Fix Your Maintenance Program

Feb. 22, 2010
Take steps to ensure practices boost your competitive position.

Downtime is costly in any industry but particularly in chemical manufacturing where it can equate to hundreds of thousands of dollars or more in waste and lost production. Problems can lead to scrapped output or the need to rework a batch, incurring extra material and energy costs. Safety mandates may require emptying equipment prior to its repair. Cooling and then reheating units to operating temperature takes energy and time. In addition, today's lean supply chain and lower inventory levels may mean insufficient raw materials and finished product are on hand to meet demands.

Most companies, of course, have maintenance programs in place to prevent equipment failures. However, many of these still focus on tactical procedures to track and fix assets; they don't provide much analysis into why assets fail or predict when they will. With today's corporate focus on reducing operational expenses across the enterprise, it's time to assess your current procedures, determine what kind of asset management system you have in place and, depending on what you find, move to a more-strategic process that incorporates predictive practices.

Knowing Where You Are
There are five stages to a company's asset management maturity, starting from the very basic and completing with a comprehensive enterprise-wide maintenance strategy.

1.Operate. In this stage, you are reactive on all of your maintenance; you fix something when it's broken. You take few or no preventive measures. This approach raises downtime costs and often results in lost sales. It prompts excessive safety stocks that reduce inventory turns and increase pressure on cash flow.

2. Consolidate. Here, you recognize maintenance could be improved but can't properly fund a major overhaul in practices. You continue to focus on reactive procedures but add some element of planning, such as ensuring spare parts are in inventory and, when practical, rebuilding instead of replacing equipment.

3. Integrate.

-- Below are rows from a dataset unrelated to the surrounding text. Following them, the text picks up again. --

#[cfg(test)]
mod tests {
    use super::*;
    use crate::secrets::SecretSource;
    use std::collections::HashMap;

    const FULL: &str = r#"
[provider]
client_id = "file-client"
client_secret = "0123456789abcdef0123456789abcdef"
redirect_uri = "myapp://callback"

[cipher]
algorithm = "aes-128-ctr"

[server]
bind = "127.0.0.1"
port = 8080
cors_origins = ["https://app.example.com"]

[upstream]
timeout_secs = 5
"#;

    fn env_from(pairs: &[(&str, &str)]) -> impl Fn(&str) -> Option<String> {
        let map: HashMap<String, String> = pairs
            .iter()
            .map(|(k, v)| (k.to_string(), v.to_string()))
            .collect();
        move |key| map.get(key).cloned()
    }

    #[test]
    fn test_parse_full_config() {
        let config = TokenswapConfig::from_toml(FULL).unwrap();
        let settings = config.resolve_with(env_from(&[])).unwrap();

        assert_eq!(settings.client_id, "file-client");
        assert_eq!(settings.client_secret.source, SecretSource::ConfigFile);
        assert_eq!(settings.redirect_uri, "myapp://callback");
        assert_eq!(settings.token_url, DEFAULT_TOKEN_URL);
        assert_eq!(settings.cipher_algorithm, "aes-128-ctr");
        assert_eq!(settings.bind_addr(), "127.0.0.1:8080".parse().unwrap());
        assert_eq!(settings.cors_origins, vec!["https://app.example.com"]);
        assert_eq!(settings.timeout, Duration::from_secs(5));
        assert_eq!(
            settings.connect_timeout,
            Duration::from_secs(DEFAULT_CONNECT_TIMEOUT_SECS)
        );
        assert!(config.has_plaintext_secrets());
    }

    #[test]
    fn test_env_only_config() {
        let env = env_from(&[
            (CLIENT_ID_ENV, "env-client"),
            (CLIENT_SECRET_ENV, "env-secret"),
            (REDIRECT_URI_ENV, "myapp://env"),
        ]);
        let settings = TokenswapConfig::new().resolve_with(env).unwrap();

        assert_eq!(settings.client_id, "env-client");
        assert_eq!(settings.client_secret.value, "env-secret");
        assert_eq!(
            settings.client_secret.source,
            SecretSource::EnvVar(CLIENT_SECRET_ENV.to_string())
        );
        assert_eq!(settings.cipher_algorithm, DEFAULT_CIPHER_ALGORITHM);
        assert_eq!(settings.port, DEFAULT_PORT);
        assert_eq!(settings.bind, IpAddr::V4(Ipv4Addr::UNSPECIFIED));
        assert!(settings.encryption_secret.is_none());
    }

    #[test]
    fn test_env_overrides_file() {
        let config = TokenswapConfig::from_toml(FULL).unwrap();
        let env = env_from(&[
            (CLIENT_ID_ENV, "env-client"),
            (ENCRYPTION_METHOD_ENV, "aes-256-ctr"),
            (TOKEN_URL_ENV, "http://localhost:9999/token"),
            (PORT_ENV, "4000"),
        ]);
        let settings = config.resolve_with(env).unwrap();

        assert_eq!(settings.client_id, "env-client");
        assert_eq!(settings.cipher_algorithm, "aes-256-ctr");
        assert_eq!(settings.token_url, "http://localhost:9999/token");
        assert_eq!(settings.port, 4000);
    }

    #[test]
    fn test_missing_required_fields() {
        let err = TokenswapConfig::new()
            .resolve_with(env_from(&[]))
            .unwrap_err();
        assert!(matches!(
            err,
            ConfigError::MissingField {
                field: "provider.client_id",
                ..
            }
        ));

        let err = TokenswapConfig::new()
            .resolve_with(env_from(&[(CLIENT_ID_ENV, "id")]))
            .unwrap_err();
        assert!(matches!(
            err,
            ConfigError::MissingField {
                field: "provider.client_secret",
                ..
            }
        ));

        let err = TokenswapConfig::new()
            .resolve_with(env_from(&[(CLIENT_ID_ENV, "id"), (CLIENT_SECRET_ENV, "s")]))
            .unwrap_err();
        assert!(matches!(
            err,
            ConfigError::MissingField {
                field: "provider.redirect_uri",
                ..
            }
        ));
    }

    #[test]
    fn test_invalid_port() {
        let config = TokenswapConfig::from_toml(FULL).unwrap();

        let err = config
            .resolve_with(env_from(&[(PORT_ENV, "not-a-port")]))
            .unwrap_err();
        assert!(matches!(err, ConfigError::InvalidValue { field: "server.port", .. }));

        let err = config.resolve_with(env_from(&[(PORT_ENV, "0")])).unwrap_err();
        assert!(matches!(err, ConfigError::InvalidValue { field: "server.port", .. }));
    }

    #[test]
    fn test_zero_timeout_rejected() {
        let mut config = TokenswapConfig::from_toml(FULL).unwrap();
        config.upstream.timeout_secs = Some(0);
        let err = config.resolve_with(env_from(&[])).unwrap_err();
        assert!(matches!(
            err,
            ConfigError::InvalidValue {
                field: "upstream.timeout_secs",
                ..
            }
        ));
    }

    #[test]
    fn test_merge_prefers_later_layer() {
        let mut base = TokenswapConfig::from_toml(FULL).unwrap();
        let overlay = TokenswapConfig::from_toml(
            r#"
[provider]
redirect_uri = "myapp://override"

[server]
port = 9000
"#,
        )
        .unwrap();

        base.merge(overlay);
        assert_eq!(base.provider.redirect_uri.as_deref(), Some("myapp://override"));
        assert_eq!(base.provider.client_id.as_deref(), Some("file-client"));
        assert_eq!(base.server.port, Some(9000));
        assert_eq!(base.upstream.timeout_secs, Some(5));
    }

    #[test]
    fn test_unused_encryption_secret() {
        let env = env_from(&[
            (CLIENT_ID_ENV, "id"),
            (CLIENT_SECRET_ENV, "client-secret"),
            (REDIRECT_URI_ENV, "myapp://cb"),
            (ENCRYPTION_SECRET_ENV, "something-else"),
        ]);
        let settings = TokenswapConfig::new().resolve_with(env).unwrap();
        assert!(settings.has_unused_encryption_secret());
    }

    #[test]
    fn test_cipher_only_resolution() {
        let cipher = TokenswapConfig::new()
            .resolve_cipher_with(env_from(&[(CLIENT_SECRET_ENV, "secret")]))
            .unwrap();
        assert_eq!(cipher.algorithm, DEFAULT_CIPHER_ALGORITHM);
        assert_eq!(cipher.key.value, "secret");

        let config = TokenswapConfig::from_toml(FULL).unwrap();
        let cipher = config.resolve_cipher_with(env_from(&[])).unwrap();
        assert_eq!(cipher.algorithm, "aes-128-ctr");
        assert_eq!(cipher.key.source, SecretSource::ConfigFile);

        let err = TokenswapConfig::new()
            .resolve_cipher_with(env_from(&[]))
            .unwrap_err();
        assert!(matches!(
            err,
            ConfigError::MissingField {
                field: "provider.client_secret",
                ..
            }
        ));
    }

    #[test]
    fn test_debug_redacts_secrets() {
        let config = TokenswapConfig::from_toml(FULL).unwrap();
        let debug = format!("{:?}", config);
        assert!(!debug.contains("0123456789abcdef"));

        let settings = config.resolve_with(env_from(&[])).unwrap();
        assert!(!format!("{:?}", settings).contains("0123456789abcdef"));
    }

    #[test]
    fn test_invalid_toml() {
        assert!(matches!(
            TokenswapConfig::from_toml("[provider\nclient_id = 1"),
            Err(ConfigError::Parse(_))
        ));
    }
}
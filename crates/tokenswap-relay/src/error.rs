//! Error types for the token relay.

use axum::http::StatusCode;

/// Result type alias for upstream calls.
pub type Result<T> = std::result::Result<T, RelayError>;

/// Failures raised by the upstream client.
///
/// Display output carries the status and the decode reason only. Bodies and
/// credentials never appear in it, so the error is safe to log.
#[derive(Debug, thiserror::Error)]
pub enum RelayError {
    /// No upstream response exists: connect, send or body read failed.
    #[error("Transport error: {0}")]
    Transport(String),

    /// The token endpoint responded but its body could not be decoded
    /// according to its declared content type.
    #[error("Undecodable upstream response ({status}): {reason}")]
    Undecodable {
        status: StatusCode,
        content_type: Option<String>,
        body: String,
        reason: String,
    },
}

impl From<reqwest::Error> for RelayError {
    fn from(e: reqwest::Error) -> Self {
        // Strip the URL so query strings never reach the logs.
        RelayError::Transport(e.without_url().to_string())
    }
}

/// Failures of the refresh token cipher.
#[derive(Debug, thiserror::Error, PartialEq, Eq)]
pub enum CipherError {
    /// The configured algorithm name is not supported.
    #[error("unsupported cipher algorithm '{0}' (expected aes-128-ctr, aes-192-ctr or aes-256-ctr)")]
    UnsupportedAlgorithm(String),

    /// The key does not match the algorithm's key size.
    #[error("{algorithm} requires a {expected}-byte key, got {actual} bytes")]
    InvalidKeyLength {
        algorithm: &'static str,
        expected: usize,
        actual: usize,
    },

    /// The token is not in `<hex_iv>:<hex_ciphertext>` form.
    #[error("malformed encrypted token: {0}")]
    Malformed(&'static str),

    /// Decryption produced bytes that are not valid UTF-8.
    #[error("encrypted token did not decrypt to valid text")]
    InvalidPlaintext,
}
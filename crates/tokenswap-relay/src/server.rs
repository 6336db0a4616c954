//! HTTP server exposing the exchange endpoints.

use std::net::SocketAddr;

use axum::{
    Json, Router,
    http::{HeaderValue, Method},
    routing::{get, post},
};
use tokio::net::TcpListener;
use tower_http::cors::{AllowOrigin, Any, CorsLayer};
use tower_http::trace::TraceLayer;

use crate::handlers::{self, ExchangeState};

/// Configuration for the relay server.
#[derive(Debug, Clone)]
pub struct RelayServerConfig {
    pub bind_addr: SocketAddr,
    /// Origins allowed by CORS. Empty disables CORS, `*` allows any origin.
    pub cors_origins: Vec<String>,
}

impl Default for RelayServerConfig {
    fn default() -> Self {
        Self {
            bind_addr: SocketAddr::from(([127, 0, 0, 1], 3000)),
            cors_origins: Vec::new(),
        }
    }
}

impl RelayServerConfig {
    pub fn new(bind_addr: SocketAddr) -> Self {
        Self {
            bind_addr,
            ..Default::default()
        }
    }

    pub fn with_cors_origins(mut self, origins: Vec<String>) -> Self {
        self.cors_origins = origins;
        self
    }
}

/// The token relay server.
pub struct RelayServer {
    config: RelayServerConfig,
    state: ExchangeState,
}

impl RelayServer {
    pub fn new(config: RelayServerConfig, state: ExchangeState) -> Self {
        Self { config, state }
    }

    /// Build the axum router.
    pub fn router(&self) -> Router {
        let mut router = Router::new()
            .route("/swap", post(handlers::swap))
            .route("/refresh", post(handlers::refresh))
            .route("/health", get(handle_health))
            .with_state(self.state.clone())
            .layer(TraceLayer::new_for_http());

        if let Some(cors) = cors_layer(&self.config.cors_origins) {
            router = router.layer(cors);
        }

        router
    }

    /// Serve in the foreground until `shutdown` resolves, then drain
    /// in-flight requests.
    pub async fn run_until(
        self,
        shutdown: impl std::future::Future<Output = ()> + Send + 'static,
    ) -> std::io::Result<()> {
        let listener = TcpListener::bind(self.config.bind_addr).await?;
        let local_addr = listener.local_addr()?;
        tracing::info!(addr = %local_addr, "Starting token relay");
        axum::serve(listener, self.router())
            .with_graceful_shutdown(shutdown)
            .await
    }

    /// Run with graceful shutdown in a background task, returning the bound address.
    pub async fn run_with_shutdown(
        self,
        shutdown: impl std::future::Future<Output = ()> + Send + 'static,
    ) -> std::io::Result<SocketAddr> {
        let listener = TcpListener::bind(self.config.bind_addr).await?;
        let local_addr = listener.local_addr()?;
        tracing::info!(addr = %local_addr, "Starting token relay");
        tokio::spawn(async move {
            if let Err(e) = axum::serve(listener, self.router())
                .with_graceful_shutdown(shutdown)
                .await
            {
                tracing::error!(error = %e, "Token relay stopped with error");
            }
        });
        Ok(local_addr)
    }
}

fn cors_layer(origins: &[String]) -> Option<CorsLayer> {
    if origins.is_empty() {
        return None;
    }

    let allow_origin = if origins.iter().any(|o| o == "*") {
        AllowOrigin::from(Any)
    } else {
        let values: Vec<HeaderValue> = origins
            .iter()
            .filter_map(|o| match HeaderValue::from_str(o) {
                Ok(value) => Some(value),
                Err(_) => {
                    tracing::warn!(origin = %o, "Ignoring invalid CORS origin");
                    None
                }
            })
            .collect();
        AllowOrigin::list(values)
    };

    Some(
        CorsLayer::new()
            .allow_origin(allow_origin)
            .allow_methods([Method::POST, Method::GET])
            .allow_headers(Any),
    )
}

/// Handle GET /health
async fn handle_health() -> Json<serde_json::Value> {
    Json(serde_json::json!({
        "status": "ok",
        "version": env!("CARGO_PKG_VERSION"),
    }))
}

#[cfg(test)]
mod tests {
    use super::*;
    use crate::cipher::TokenCipher;
    use crate::upstream::{UpstreamClient, UpstreamConfig};
    use axum::body::Body;
    use axum::http::{Request, StatusCode};
    use std::sync::Arc;
    use tower::ServiceExt;

    fn test_server(cors_origins: Vec<String>) -> RelayServer {
        let endpoint = UpstreamClient::new(
            UpstreamConfig::new("client", "secret").with_token_url("http://127.0.0.1:9/token"),
        )
        .unwrap();
        let cipher =
            TokenCipher::from_secret("aes-256-ctr", "0123456789abcdef0123456789abcdef").unwrap();
        let state = ExchangeState::new(Arc::new(endpoint), cipher, "myapp://callback");
        RelayServer::new(
            RelayServerConfig::default().with_cors_origins(cors_origins),
            state,
        )
    }

    #[tokio::test]
    async fn test_health_endpoint() {
        let response = test_server(Vec::new())
            .router()
            .oneshot(
                Request::builder()
                    .method("GET")
                    .uri("/health")
                    .body(Body::empty())
                    .unwrap(),
            )
            .await
            .unwrap();

        assert_eq!(response.status(), StatusCode::OK);
        let body = axum::body::to_bytes(response.into_body(), usize::MAX)
            .await
            .unwrap();
        let health: serde_json::Value = serde_json::from_slice(&body).unwrap();
        assert_eq!(health["status"], "ok");
        assert!(!health["version"].as_str().unwrap().is_empty());
    }

    #[tokio::test]
    async fn test_swap_rejects_get() {
        let response = test_server(Vec::new())
            .router()
            .oneshot(
                Request::builder()
                    .method("GET")
                    .uri("/swap")
                    .body(Body::empty())
                    .unwrap(),
            )
            .await
            .unwrap();

        assert_eq!(response.status(), StatusCode::METHOD_NOT_ALLOWED);
    }

    #[tokio::test]
    async fn test_cors_allows_configured_origin() {
        let response = test_server(vec!["https://app.example.com".to_string()])
            .router()
            .oneshot(
                Request::builder()
                    .method("GET")
                    .uri("/health")
                    .header("origin", "https://app.example.com")
                    .body(Body::empty())
                    .unwrap(),
            )
            .await
            .unwrap();

        assert_eq!(
            response
                .headers()
                .get("access-control-allow-origin")
                .unwrap(),
            "https://app.example.com"
        );
    }

    #[test]
    fn test_cors_disabled_without_origins() {
        assert!(cors_layer(&[]).is_none());
        assert!(cors_layer(&["*".to_string()]).is_some());
    }

    #[test]
    fn test_server_config_default() {
        let config = RelayServerConfig::default();
        assert_eq!(config.bind_addr.port(), 3000);
        assert!(config.cors_origins.is_empty());
    }
}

This is the stage when you begin to emphasize financial aspects of maintenance. You better communicate return on investment to senior leaders to secure extra funding for additional preventive measures such as routine inspections, lubrications, adjustments, and scheduled service to improve equipment mean time between failures (MTBF).

4. Optimize. As the evolution continues, enterprise participation grows; management support is mandatory. A shift toward predictive maintenance occurs -- data are collected to understand when failure is likely to occur and the business impact. This stage affords significant improvements in MTBF because you're proactively managing risk.

5. Innovate. The final stage includes maintenance as part of a total company system where you combine prior techniques with operator involvement to free maintenance technicians to concentrate on repair data analysis and major maintenance activities.

The stages have closely followed the evolution of enterprise asset management (EAM) systems, from early computerized maintenance management systems (CMMS) to today's advanced asset performance management ones.

CMMS usually is tactical in nature. It provides an understanding of when to repair assets and sets the flow for issuing and tracking work orders. Such a system is well suited to small single-plant operations with limited resources. However, it doesn't take into account the hierarchical nature of complex assets.

Assets aren't isolated; instead each consists of a complex system of other components, likely interrelated to assets across the plant floor. This hierarchical setup requires the ability to monitor, track, report and execute activities based on an understanding of how one move will impact another. Such an asset chess game can be daunting when you realize how far reaching an asset problem can be. For example, a sudden drop in pressure of a liquid moving from one tank to another can be due to many factors, including a crack in a nozzle, build up within a pipe, inaccurate pressure in the origin tank, a pump's motor or even a faulty transformer or voltage regulator feeding power to the entire process. Managing this ecosystem takes an understanding of how each asset works with others, identifying indicators to determine where a failure is and then acting to correct the problem.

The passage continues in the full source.